If you’re patient or happen to be reading this during one of these sales, it’s best to simply buy the 4K Max model when it’s in that $35 zone. You’re getting all of the best features Amazon offers in its Fire TV Sticks, giving you some measure of future-proofing when you eventually upgrade to a 4K TV set. It’s hard to justify the Lite model when the price difference with the 4K Max is only $5 rather than $25.

Also, don’t forget that you can trade in some Fire TV, Roku, Apple, and Chromecast devices for a discount on a new Fire TV Stick.

Fire Stick Alternatives

Amazon’s Fire TV Sticks are good products, and they offer a lot of bang for your buck. It’s the cheapest way to get access to decent streaming hardware and the perfect way to turn an old “dumb” TV into a smart TV.

That said, we can’t consider the Fire TV Sticks in isolation. There’s a lot of competition in the streaming box market, and the cheapest products aren’t necessarily the best value.

Apple’s 3rd-generation Apple TV has received a substantial price cut, starting at $129 for the 64GB version. That’s four to five times as expensive as the Lite or just over twice as expensive as the 4K Max, but you get a lot for your money. This new model has the same specs as the iPhone 14, making it a powerful iOS gaming and streaming device.

It also means that you probably won’t have to buy a new streaming box for five years or longer, and you’ll have a great experience. If you get the $149 128GB model, you also get Thread smart home hub functionality and an Ethernet port.

Google’s Chromecast with Google TV is also compelling at under $50 for the 4K model, without being stuck in Amazon’s walled garden. Plus, let’s not forget about the Roku streaming stick!

You shouldn’t dismiss other brands of Android TV devices either. In particular, Xiaomi’s Mi Box S is a direct answer to Apple TV 4K devices at under $100, with the bonus of support for external storage and app side-loading.

Final Recommendations

Ultimately, the correct Fire TV device for you depends on a few factors. Here’s what we recommend:

  • If you want to use a 1080p TV and don’t care about TV controls on the Fire Stick remote, get the Lite.
  • If you value the more advanced remote control and have a 1080p TV, pay the extra $10 and get the standard 3rd-gen 2020 Fire TV Stick.
  • If you have a 4K UHD TV, we recommend skipping the standard Fire TV Stick 4K and buying the 4K Max as the better long-term investment. If the 4K Max is on sale for its common discount price of $35, you should buy it regardless of what TV you have.

While the Lite model does represent a substantial 25% saving in price against the standard model, in absolute terms, that’s less than a month of Netflix, so it’s hard to think of a situation where anyone would trade the modest feature advantages it has for $10 in savings.

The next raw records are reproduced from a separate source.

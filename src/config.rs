//! Client configuration.

use std::collections::HashSet;
use std::fmt;
use std::sync::Arc;
use std::time::Duration;

use http::HeaderMap;

use crate::handler::{ConnectionErrorHandler, DefaultConnectionErrorHandler};

/// Final per-request hook: receives the prepared request builder (URL,
/// method, headers, body, `Last-Event-ID` all set) and may return any
/// request derived from it.
pub type RequestTransformer =
    dyn Fn(reqwest::RequestBuilder) -> reqwest::RequestBuilder + Send + Sync;

/// Configuration for an [`EventSource`](crate::EventSource).
///
/// Provides sensible defaults and chainable setter methods; only the URL is
/// required. Validation happens when the client is constructed.
#[derive(Clone)]
pub struct ClientConfig {
    /// SSE endpoint URL (must be http or https).
    pub(crate) url: String,
    /// Instance label used in log output.
    pub(crate) name: String,
    /// HTTP method, uppercased (usually GET, some APIs use POST).
    pub(crate) method: String,
    /// Additional HTTP headers, merged over the stream defaults.
    pub(crate) headers: HeaderMap,
    /// Optional request body (for POST-based SSE).
    pub(crate) body: Option<Vec<u8>>,
    /// Final per-request mutator.
    pub(crate) request_transformer: Option<Arc<RequestTransformer>>,
    /// Seed for the `Last-Event-ID` header.
    pub(crate) last_event_id: Option<String>,
    /// Initial delay before a reconnection attempt.
    pub(crate) reconnect_time: Duration,
    /// Ceiling on reconnection delays.
    pub(crate) max_reconnect_time: Duration,
    /// How long a connection must stay open to reset the backoff.
    pub(crate) backoff_reset_threshold: Duration,
    /// Transport connect timeout.
    pub(crate) connect_timeout: Duration,
    /// Transport read timeout; a stream idle this long fails and reconnects.
    pub(crate) read_timeout: Duration,
    /// Initial capacity of the line buffer.
    pub(crate) read_buffer_size: usize,
    /// Deliver events as soon as `data` begins instead of buffering them.
    pub(crate) stream_event_data: bool,
    /// Fields that must precede `data` for streaming delivery; only
    /// `"event"` and `"id"` are meaningful.
    pub(crate) expect_fields: HashSet<String>,
    /// Bound on queued-or-running handler tasks; 0 means unbounded.
    pub(crate) max_event_tasks_in_flight: usize,
    /// Policy hook consulted on connection failures.
    pub(crate) connection_error_handler: Arc<dyn ConnectionErrorHandler>,
    /// Optional proxy for the HTTP client.
    pub(crate) proxy: Option<reqwest::Proxy>,
    /// Caller-supplied HTTP client; overrides the timeout/proxy options.
    pub(crate) http_client: Option<reqwest::Client>,
}

impl Default for ClientConfig {
    fn default() -> Self {
        Self {
            url: String::new(),
            name: String::new(),
            method: "GET".to_string(),
            headers: HeaderMap::new(),
            body: None,
            request_transformer: None,
            last_event_id: None,
            reconnect_time: Duration::from_secs(1),
            max_reconnect_time: Duration::from_secs(30),
            backoff_reset_threshold: Duration::from_secs(60),
            connect_timeout: Duration::from_secs(10),
            read_timeout: Duration::from_secs(300),
            read_buffer_size: 1000,
            stream_event_data: false,
            expect_fields: HashSet::new(),
            max_event_tasks_in_flight: 0,
            connection_error_handler: Arc::new(DefaultConnectionErrorHandler),
            proxy: None,
            http_client: None,
        }
    }
}

impl ClientConfig {
    /// Create a new configuration with the given endpoint URL.
    #[must_use]
    pub fn new(url: impl Into<String>) -> Self {
        Self {
            url: url.into(),
            ..Default::default()
        }
    }

    /// Set an instance label, included in log output. Useful when one
    /// process runs several clients.
    #[must_use]
    pub fn name(mut self, name: impl Into<String>) -> Self {
        self.name = name.into();
        self
    }

    /// Set the HTTP method. Empty falls back to GET; the name is
    /// uppercased.
    #[must_use]
    pub fn method(mut self, method: impl AsRef<str>) -> Self {
        let method = method.as_ref();
        self.method = if method.is_empty() {
            "GET".to_string()
        } else {
            method.to_ascii_uppercase()
        };
        self
    }

    /// Set additional HTTP headers sent with every stream request. They
    /// override the `Accept` / `Cache-Control` defaults per header name.
    #[must_use]
    pub fn headers(mut self, headers: HeaderMap) -> Self {
        self.headers = headers;
        self
    }

    /// Set the request body (for POST-based SSE).
    #[must_use]
    pub fn body(mut self, body: Vec<u8>) -> Self {
        self.body = Some(body);
        self
    }

    /// Set a hook that can customize each outgoing request after all
    /// standard properties have been applied.
    #[must_use]
    pub fn request_transformer(
        mut self,
        transformer: impl Fn(reqwest::RequestBuilder) -> reqwest::RequestBuilder
        + Send
        + Sync
        + 'static,
    ) -> Self {
        self.request_transformer = Some(Arc::new(transformer));
        self
    }

    /// Seed the id sent as `Last-Event-ID` on the first request, letting
    /// the server resume where a previous process left off.
    #[must_use]
    pub fn last_event_id(mut self, id: impl Into<String>) -> Self {
        self.last_event_id = Some(id.into());
        self
    }

    /// Set the initial reconnection delay. The server can move this with a
    /// `retry:` directive. Zero disables the delay entirely.
    #[must_use]
    pub fn reconnect_time(mut self, time: Duration) -> Self {
        self.reconnect_time = time;
        self
    }

    /// Set the maximum reconnection delay.
    #[must_use]
    pub fn max_reconnect_time(mut self, time: Duration) -> Self {
        self.max_reconnect_time = time;
        self
    }

    /// Set how long a connection must stay open for the next failure to
    /// start over at the initial delay instead of continuing to grow.
    #[must_use]
    pub fn backoff_reset_threshold(mut self, threshold: Duration) -> Self {
        self.backoff_reset_threshold = threshold;
        self
    }

    /// Set the transport connect timeout.
    #[must_use]
    pub fn connect_timeout(mut self, timeout: Duration) -> Self {
        self.connect_timeout = timeout;
        self
    }

    /// Set the transport read timeout. A timed-out read fails the
    /// connection and the client reconnects.
    #[must_use]
    pub fn read_timeout(mut self, timeout: Duration) -> Self {
        self.read_timeout = timeout;
        self
    }

    /// Set the initial capacity of the line buffer. Lines longer than this
    /// still work; they just grow the buffer temporarily.
    #[must_use]
    pub fn read_buffer_size(mut self, size: usize) -> Self {
        self.read_buffer_size = size;
        self
    }

    /// Deliver each event as soon as its first `data` field arrives,
    /// exposing the payload as a lazy [`DataReader`](crate::DataReader).
    /// See [`EventHandler`](crate::EventHandler) for the constraints.
    #[must_use]
    pub fn stream_event_data(mut self, enabled: bool) -> Self {
        self.stream_event_data = enabled;
        self
    }

    /// Declare fields the server always sends before `data`. In
    /// streaming-data mode, an event whose listed fields have not arrived
    /// yet is buffered instead, so they are not lost. Names other than
    /// `"event"` and `"id"` are ignored.
    #[must_use]
    pub fn expect_fields<I, S>(mut self, fields: I) -> Self
    where
        I: IntoIterator<Item = S>,
        S: Into<String>,
    {
        self.expect_fields = fields.into_iter().map(Into::into).collect();
        self
    }

    /// Bound the number of queued-or-running handler tasks. When the bound
    /// is reached the stream worker blocks until the handler catches up.
    /// 0 (the default) means unbounded.
    #[must_use]
    pub fn max_event_tasks_in_flight(mut self, max: usize) -> Self {
        self.max_event_tasks_in_flight = max;
        self
    }

    /// Set the policy hook consulted on connection failures before the
    /// event handler hears about them.
    #[must_use]
    pub fn connection_error_handler(
        mut self,
        handler: impl ConnectionErrorHandler + 'static,
    ) -> Self {
        self.connection_error_handler = Arc::new(handler);
        self
    }

    /// Route stream requests through a proxy.
    #[must_use]
    pub fn proxy(mut self, proxy: reqwest::Proxy) -> Self {
        self.proxy = Some(proxy);
        self
    }

    /// Use a caller-built HTTP client instead of one derived from the
    /// timeout and proxy options.
    #[must_use]
    pub fn http_client(mut self, client: reqwest::Client) -> Self {
        self.http_client = Some(client);
        self
    }

    /// Validate the configuration.
    ///
    /// # Errors
    ///
    /// Returns an error message string if any field has an invalid value.
    pub fn validate(&self) -> Result<(), String> {
        if self.url.is_empty() {
            return Err("URL cannot be empty".to_string());
        }
        let url = url::Url::parse(&self.url).map_err(|e| format!("invalid URL: {e}"))?;
        if url.scheme() != "http" && url.scheme() != "https" {
            return Err(format!("URL scheme must be http or https, got {}", url.scheme()));
        }
        if http::Method::from_bytes(self.method.as_bytes()).is_err() {
            return Err(format!("invalid HTTP method: {:?}", self.method));
        }
        if self.read_buffer_size == 0 {
            return Err("Read buffer size must be > 0".to_string());
        }
        Ok(())
    }
}

impl fmt::Debug for ClientConfig {
    fn fmt(&self, f: &mut fmt::Formatter<'_>) -> fmt::Result {
        f.debug_struct("ClientConfig")
            .field("url", &self.url)
            .field("name", &self.name)
            .field("method", &self.method)
            .field("headers", &self.headers)
            .field("body", &self.body.as_ref().map(|b| b.len()))
            .field("request_transformer", &self.request_transformer.is_some())
            .field("last_event_id", &self.last_event_id)
            .field("reconnect_time", &self.reconnect_time)
            .field("max_reconnect_time", &self.max_reconnect_time)
            .field("backoff_reset_threshold", &self.backoff_reset_threshold)
            .field("connect_timeout", &self.connect_timeout)
            .field("read_timeout", &self.read_timeout)
            .field("read_buffer_size", &self.read_buffer_size)
            .field("stream_event_data", &self.stream_event_data)
            .field("expect_fields", &self.expect_fields)
            .field("max_event_tasks_in_flight", &self.max_event_tasks_in_flight)
            .field("proxy", &self.proxy.is_some())
            .field("http_client", &self.http_client.is_some())
            .finish_non_exhaustive()
    }
}
//! Error handling for the SSE client.

use thiserror::Error;

/// The result type used throughout the crate.
pub type Result<T> = std::result::Result<T, ClientError>;

/// Everything that can go wrong with an SSE connection.
///
/// Malformed SSE fields are *not* errors — the parser tolerates them per
/// the spec. Errors here are connection-level: the transport failed, the
/// server refused the stream, or the stream carried invalid UTF-8.
#[derive(Error, Debug)]
pub enum ClientError {
    /// Connect/read/write failures, TLS errors, and transport timeouts.
    #[error("transport error: {0}")]
    Transport(#[from] reqwest::Error),

    /// The server answered the stream request with a non-2xx status.
    #[error("server returned HTTP {status}")]
    UnsuccessfulResponse {
        /// The response status code.
        status: http::StatusCode,
    },

    /// The server closed an established stream cleanly.
    #[error("streaming connection closed by server")]
    EndOfStream,

    /// The stream carried bytes that are not valid UTF-8.
    #[error("invalid UTF-8 in event stream: {0}")]
    InvalidUtf8(#[from] std::str::Utf8Error),

    /// Configuration rejected before any connection was attempted.
    #[error("configuration error: {message}")]
    Config {
        /// What was wrong with the configuration.
        message: String,
    },
}

impl ClientError {
    /// Create a configuration error.
    pub fn config(message: impl Into<String>) -> Self {
        Self::Config {
            message: message.into(),
        }
    }

    /// The status code of an unsuccessful response, if that is what this is.
    pub fn status(&self) -> Option<http::StatusCode> {
        match self {
            Self::UnsuccessfulResponse { status } => Some(*status),
            _ => None,
        }
    }

    /// Whether this is the clean end of an established stream.
    pub fn is_end_of_stream(&self) -> bool {
        matches!(self, Self::EndOfStream)
    }
}
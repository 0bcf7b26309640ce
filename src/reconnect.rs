//! Reconnect backoff policy.

use std::time::{Duration, Instant};

use rand::Rng;

/// Milliseconds cap on any computed delay; far longer than any reconnect
/// delay worth using.
const MAX_DELAY_MS: u64 = i32::MAX as u64;

/// Jittered exponential backoff with a reset threshold.
///
/// The delay ceiling for attempt `k` is `min(max_delay, initial * 2^k)`;
/// the actual delay is uniformly distributed over the upper half of the
/// ceiling, so a fleet of clients does not reconnect in lockstep. A
/// connection that stayed up at least `reset_threshold` resets the attempt
/// counter, so an occasional drop on a healthy stream reconnects fast.
#[derive(Clone, Copy, Debug)]
pub(crate) struct BackoffPolicy {
    pub(crate) max_delay: Duration,
    pub(crate) reset_threshold: Duration,
}

impl BackoffPolicy {
    /// The attempt counter to use for the next delay computation.
    pub(crate) fn reset_attempts(&self, attempts: u32, connected_at: Option<Instant>) -> u32 {
        match connected_at {
            Some(opened) if opened.elapsed() >= self.reset_threshold => 1,
            _ => attempts,
        }
    }

    /// The delay before reconnect attempt `attempts`.
    ///
    /// `initial` is read per call because the server can move it with a
    /// `retry:` directive mid-stream.
    pub(crate) fn delay(&self, initial: Duration, attempts: u32) -> Duration {
        let initial_ms = duration_ms(initial);
        let max_ms = duration_ms(self.max_delay);
        let scale = match 1u64.checked_shl(attempts) {
            Some(scale) => scale,
            None => u64::MAX,
        };
        let ceiling = max_ms.min(initial_ms.saturating_mul(scale)).min(MAX_DELAY_MS);
        if ceiling == 0 {
            return Duration::ZERO;
        }
        let mut rng = rand::rng();
        Duration::from_millis(ceiling / 2 + rng.random_range(0..ceiling) / 2)
    }
}

fn duration_ms(duration: Duration) -> u64 {
    u64::try_from(duration.as_millis()).unwrap_or(u64::MAX)
}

This is where the real cost of streaming comes into the picture. Products like the Fire Sticks are so affordable because the profit is in subscription fees. Amazon wants to sell Amazon Prime Video TV shows. When you buy a Disney or Hulu subscription through Amazon, they get a slice of the pie.

The debate between buying the Fire TV Stick Lite vs. Fire TV Stick seems a little pointless, considering its once-off nature and how much HBO Max or any of the other best streaming services charge for their content. It makes more sense to buy the best media player you can afford and then save money on streaming services to make up the difference.